=== Section Start ===

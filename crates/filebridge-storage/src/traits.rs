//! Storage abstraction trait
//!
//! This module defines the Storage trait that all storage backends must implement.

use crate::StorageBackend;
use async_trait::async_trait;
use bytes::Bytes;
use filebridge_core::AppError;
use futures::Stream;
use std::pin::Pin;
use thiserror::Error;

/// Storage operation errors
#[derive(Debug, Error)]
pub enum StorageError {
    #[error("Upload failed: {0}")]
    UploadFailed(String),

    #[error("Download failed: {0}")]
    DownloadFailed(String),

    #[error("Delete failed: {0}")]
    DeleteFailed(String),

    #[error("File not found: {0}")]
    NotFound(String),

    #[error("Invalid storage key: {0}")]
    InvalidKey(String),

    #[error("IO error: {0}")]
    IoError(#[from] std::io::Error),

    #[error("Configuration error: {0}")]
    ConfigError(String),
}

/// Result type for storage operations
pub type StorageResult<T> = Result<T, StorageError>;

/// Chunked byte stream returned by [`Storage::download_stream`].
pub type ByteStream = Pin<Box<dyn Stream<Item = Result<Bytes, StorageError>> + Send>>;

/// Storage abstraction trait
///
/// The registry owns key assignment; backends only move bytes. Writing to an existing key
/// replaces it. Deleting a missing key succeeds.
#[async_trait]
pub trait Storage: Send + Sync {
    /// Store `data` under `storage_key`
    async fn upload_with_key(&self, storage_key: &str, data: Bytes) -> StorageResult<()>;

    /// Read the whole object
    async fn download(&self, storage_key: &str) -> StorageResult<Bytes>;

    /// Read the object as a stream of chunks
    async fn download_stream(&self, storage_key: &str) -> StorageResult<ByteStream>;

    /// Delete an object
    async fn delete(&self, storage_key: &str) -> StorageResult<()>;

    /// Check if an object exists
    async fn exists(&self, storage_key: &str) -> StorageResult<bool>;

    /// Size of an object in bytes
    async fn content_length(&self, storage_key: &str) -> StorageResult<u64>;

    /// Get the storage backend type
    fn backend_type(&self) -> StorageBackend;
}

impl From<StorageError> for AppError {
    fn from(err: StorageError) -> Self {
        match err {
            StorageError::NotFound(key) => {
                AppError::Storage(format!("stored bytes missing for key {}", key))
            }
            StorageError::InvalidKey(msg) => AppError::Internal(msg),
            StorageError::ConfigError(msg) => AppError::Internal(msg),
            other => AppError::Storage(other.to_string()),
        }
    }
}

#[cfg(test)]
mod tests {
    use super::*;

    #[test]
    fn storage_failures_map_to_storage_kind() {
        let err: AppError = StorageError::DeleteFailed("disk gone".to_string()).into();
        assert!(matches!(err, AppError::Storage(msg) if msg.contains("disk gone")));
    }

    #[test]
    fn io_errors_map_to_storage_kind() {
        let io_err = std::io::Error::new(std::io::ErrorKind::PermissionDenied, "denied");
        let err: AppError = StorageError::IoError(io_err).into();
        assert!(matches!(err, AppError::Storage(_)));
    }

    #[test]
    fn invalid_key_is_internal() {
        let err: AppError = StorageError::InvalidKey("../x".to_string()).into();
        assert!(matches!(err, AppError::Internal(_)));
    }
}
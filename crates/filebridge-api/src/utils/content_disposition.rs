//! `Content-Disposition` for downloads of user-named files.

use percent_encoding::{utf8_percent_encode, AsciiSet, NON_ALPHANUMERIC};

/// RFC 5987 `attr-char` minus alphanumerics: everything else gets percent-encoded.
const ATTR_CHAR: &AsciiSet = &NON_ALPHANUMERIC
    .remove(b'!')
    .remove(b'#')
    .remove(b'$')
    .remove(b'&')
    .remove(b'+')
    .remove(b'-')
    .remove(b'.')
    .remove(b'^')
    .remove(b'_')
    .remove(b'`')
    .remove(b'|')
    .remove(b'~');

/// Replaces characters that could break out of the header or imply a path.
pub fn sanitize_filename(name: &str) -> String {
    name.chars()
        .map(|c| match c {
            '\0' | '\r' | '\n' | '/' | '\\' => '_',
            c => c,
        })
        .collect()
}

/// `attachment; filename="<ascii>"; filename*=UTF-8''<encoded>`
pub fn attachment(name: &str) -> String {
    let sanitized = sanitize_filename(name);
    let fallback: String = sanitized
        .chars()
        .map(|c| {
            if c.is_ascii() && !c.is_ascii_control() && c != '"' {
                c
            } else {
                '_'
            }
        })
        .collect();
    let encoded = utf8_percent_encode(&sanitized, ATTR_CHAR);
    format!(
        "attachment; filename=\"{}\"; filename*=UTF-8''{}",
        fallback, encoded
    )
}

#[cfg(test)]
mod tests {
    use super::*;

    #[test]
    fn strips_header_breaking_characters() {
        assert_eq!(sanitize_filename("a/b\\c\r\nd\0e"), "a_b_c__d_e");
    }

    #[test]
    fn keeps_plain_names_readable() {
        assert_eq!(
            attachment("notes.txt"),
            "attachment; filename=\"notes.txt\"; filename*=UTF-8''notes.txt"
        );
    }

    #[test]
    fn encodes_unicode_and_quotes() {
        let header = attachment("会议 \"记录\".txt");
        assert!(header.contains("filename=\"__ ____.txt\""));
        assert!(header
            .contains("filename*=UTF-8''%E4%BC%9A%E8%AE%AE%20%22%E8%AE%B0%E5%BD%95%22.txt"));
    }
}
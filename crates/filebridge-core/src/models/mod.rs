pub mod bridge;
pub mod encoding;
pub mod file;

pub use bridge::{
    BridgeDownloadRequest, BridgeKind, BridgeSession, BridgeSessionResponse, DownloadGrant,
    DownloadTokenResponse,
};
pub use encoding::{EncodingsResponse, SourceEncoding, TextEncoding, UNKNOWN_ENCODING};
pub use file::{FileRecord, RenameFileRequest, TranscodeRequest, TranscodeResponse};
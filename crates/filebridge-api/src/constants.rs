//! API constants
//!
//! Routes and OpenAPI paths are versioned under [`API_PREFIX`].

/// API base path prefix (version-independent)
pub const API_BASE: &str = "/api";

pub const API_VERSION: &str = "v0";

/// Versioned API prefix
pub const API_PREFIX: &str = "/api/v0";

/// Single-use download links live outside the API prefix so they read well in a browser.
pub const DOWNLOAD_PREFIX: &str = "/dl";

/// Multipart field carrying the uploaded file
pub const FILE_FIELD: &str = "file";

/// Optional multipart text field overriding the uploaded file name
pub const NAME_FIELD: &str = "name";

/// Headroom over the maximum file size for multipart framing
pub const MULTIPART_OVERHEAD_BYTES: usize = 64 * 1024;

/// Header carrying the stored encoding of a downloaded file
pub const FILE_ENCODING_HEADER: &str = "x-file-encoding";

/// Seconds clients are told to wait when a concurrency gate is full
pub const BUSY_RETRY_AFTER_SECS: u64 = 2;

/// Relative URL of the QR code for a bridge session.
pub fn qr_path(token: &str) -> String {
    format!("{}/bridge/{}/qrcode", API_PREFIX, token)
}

=== Section End ===
=== Section Start ===

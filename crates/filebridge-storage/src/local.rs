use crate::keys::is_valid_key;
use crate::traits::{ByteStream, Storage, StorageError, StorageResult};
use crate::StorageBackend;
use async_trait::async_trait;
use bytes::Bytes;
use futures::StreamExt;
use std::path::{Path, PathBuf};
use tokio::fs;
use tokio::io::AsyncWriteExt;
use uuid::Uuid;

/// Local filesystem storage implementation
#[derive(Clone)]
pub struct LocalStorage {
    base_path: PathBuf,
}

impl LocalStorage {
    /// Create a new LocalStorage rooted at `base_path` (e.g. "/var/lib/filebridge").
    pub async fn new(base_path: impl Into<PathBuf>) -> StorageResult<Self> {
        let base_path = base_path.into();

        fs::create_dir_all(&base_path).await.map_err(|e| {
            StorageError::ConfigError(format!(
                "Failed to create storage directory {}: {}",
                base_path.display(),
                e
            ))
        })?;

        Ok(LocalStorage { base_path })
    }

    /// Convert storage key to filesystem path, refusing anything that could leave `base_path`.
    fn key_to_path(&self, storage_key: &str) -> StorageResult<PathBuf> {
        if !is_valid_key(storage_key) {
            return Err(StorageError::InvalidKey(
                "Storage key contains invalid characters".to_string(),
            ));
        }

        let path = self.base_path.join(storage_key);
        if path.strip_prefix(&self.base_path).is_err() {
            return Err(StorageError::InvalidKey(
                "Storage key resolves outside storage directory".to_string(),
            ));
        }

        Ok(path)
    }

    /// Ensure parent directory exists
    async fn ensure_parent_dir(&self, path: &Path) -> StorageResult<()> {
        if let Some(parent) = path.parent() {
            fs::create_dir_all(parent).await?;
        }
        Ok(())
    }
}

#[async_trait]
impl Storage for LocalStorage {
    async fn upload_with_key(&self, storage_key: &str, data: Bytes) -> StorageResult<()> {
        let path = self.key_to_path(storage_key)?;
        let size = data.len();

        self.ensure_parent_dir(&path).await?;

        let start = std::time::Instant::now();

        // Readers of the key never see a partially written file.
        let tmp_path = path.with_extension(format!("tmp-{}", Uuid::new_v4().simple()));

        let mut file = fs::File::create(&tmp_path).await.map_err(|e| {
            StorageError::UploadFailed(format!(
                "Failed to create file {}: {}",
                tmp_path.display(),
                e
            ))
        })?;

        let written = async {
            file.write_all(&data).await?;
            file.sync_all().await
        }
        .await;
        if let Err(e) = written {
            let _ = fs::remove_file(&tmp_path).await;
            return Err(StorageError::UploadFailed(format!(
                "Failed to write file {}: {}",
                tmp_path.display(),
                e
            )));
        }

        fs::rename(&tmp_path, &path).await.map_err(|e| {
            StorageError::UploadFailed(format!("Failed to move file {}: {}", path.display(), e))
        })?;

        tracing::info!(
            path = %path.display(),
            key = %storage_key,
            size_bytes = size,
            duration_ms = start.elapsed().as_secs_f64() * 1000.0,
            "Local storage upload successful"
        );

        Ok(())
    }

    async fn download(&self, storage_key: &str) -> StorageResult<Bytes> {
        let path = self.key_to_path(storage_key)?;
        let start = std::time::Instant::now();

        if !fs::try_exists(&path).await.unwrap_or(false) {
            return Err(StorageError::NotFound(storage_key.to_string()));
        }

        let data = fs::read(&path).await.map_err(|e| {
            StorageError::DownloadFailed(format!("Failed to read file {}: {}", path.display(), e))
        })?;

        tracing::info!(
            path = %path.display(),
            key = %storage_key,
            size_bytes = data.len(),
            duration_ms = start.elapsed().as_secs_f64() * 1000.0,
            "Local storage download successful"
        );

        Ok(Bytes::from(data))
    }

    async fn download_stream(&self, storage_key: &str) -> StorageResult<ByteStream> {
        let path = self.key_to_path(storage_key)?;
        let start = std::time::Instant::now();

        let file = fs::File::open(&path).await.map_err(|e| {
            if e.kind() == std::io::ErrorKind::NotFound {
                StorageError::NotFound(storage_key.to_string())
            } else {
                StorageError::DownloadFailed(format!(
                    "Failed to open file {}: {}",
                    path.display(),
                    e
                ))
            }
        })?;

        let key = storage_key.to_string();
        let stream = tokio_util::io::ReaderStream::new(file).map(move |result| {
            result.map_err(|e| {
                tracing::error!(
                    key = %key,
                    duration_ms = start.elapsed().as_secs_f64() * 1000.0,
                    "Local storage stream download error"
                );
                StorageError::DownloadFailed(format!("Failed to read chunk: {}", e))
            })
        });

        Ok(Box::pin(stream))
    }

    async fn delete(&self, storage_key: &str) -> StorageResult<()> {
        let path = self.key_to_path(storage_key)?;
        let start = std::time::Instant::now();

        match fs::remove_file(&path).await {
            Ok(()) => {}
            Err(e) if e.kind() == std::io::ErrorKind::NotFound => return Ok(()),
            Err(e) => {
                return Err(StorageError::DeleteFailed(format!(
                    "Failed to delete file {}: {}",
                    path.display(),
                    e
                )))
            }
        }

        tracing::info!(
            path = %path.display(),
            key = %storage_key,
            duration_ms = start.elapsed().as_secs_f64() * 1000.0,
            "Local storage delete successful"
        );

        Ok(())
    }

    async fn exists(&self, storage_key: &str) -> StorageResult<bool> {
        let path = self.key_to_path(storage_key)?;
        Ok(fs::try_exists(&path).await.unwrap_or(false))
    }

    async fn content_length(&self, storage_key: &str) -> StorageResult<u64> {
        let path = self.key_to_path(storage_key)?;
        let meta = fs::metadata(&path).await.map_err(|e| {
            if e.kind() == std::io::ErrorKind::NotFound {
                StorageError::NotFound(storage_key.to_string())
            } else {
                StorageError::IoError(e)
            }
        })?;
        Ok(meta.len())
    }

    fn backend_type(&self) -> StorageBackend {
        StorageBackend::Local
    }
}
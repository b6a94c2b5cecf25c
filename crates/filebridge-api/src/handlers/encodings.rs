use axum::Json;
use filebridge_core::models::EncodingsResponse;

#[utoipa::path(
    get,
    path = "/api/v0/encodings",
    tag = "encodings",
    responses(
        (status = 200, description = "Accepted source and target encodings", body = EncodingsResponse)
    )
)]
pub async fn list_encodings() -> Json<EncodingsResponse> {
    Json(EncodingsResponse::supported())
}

=== Section End ===
=== Section Start ===

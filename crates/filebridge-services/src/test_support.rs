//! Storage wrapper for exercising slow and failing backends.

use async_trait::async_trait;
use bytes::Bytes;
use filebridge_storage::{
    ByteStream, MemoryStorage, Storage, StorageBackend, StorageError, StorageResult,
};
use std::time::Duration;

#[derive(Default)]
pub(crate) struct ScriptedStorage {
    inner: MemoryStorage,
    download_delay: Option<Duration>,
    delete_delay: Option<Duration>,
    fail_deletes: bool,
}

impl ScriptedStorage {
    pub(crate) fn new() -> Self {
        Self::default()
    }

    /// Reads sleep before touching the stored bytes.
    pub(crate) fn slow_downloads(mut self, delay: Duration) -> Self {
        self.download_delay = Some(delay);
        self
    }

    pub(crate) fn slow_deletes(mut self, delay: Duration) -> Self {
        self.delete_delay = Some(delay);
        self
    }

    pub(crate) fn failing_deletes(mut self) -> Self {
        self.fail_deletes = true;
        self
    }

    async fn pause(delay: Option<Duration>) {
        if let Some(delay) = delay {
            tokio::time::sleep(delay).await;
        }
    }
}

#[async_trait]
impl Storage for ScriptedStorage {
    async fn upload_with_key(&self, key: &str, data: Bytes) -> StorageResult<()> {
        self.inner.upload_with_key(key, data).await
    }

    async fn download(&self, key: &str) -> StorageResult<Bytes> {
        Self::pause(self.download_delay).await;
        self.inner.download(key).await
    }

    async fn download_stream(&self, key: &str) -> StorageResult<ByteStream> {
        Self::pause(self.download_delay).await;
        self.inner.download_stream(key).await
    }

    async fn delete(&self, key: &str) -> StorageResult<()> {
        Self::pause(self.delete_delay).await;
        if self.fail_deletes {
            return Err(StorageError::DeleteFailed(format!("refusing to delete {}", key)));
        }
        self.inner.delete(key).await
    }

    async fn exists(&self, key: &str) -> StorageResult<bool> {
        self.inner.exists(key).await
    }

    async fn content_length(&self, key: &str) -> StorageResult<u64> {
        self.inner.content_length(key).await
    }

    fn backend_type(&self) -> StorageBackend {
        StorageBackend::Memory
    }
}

=== Section End ===

# What is required
From the listing above, count the lines that include the word "ByteStream" and give the total alone.

# Output
6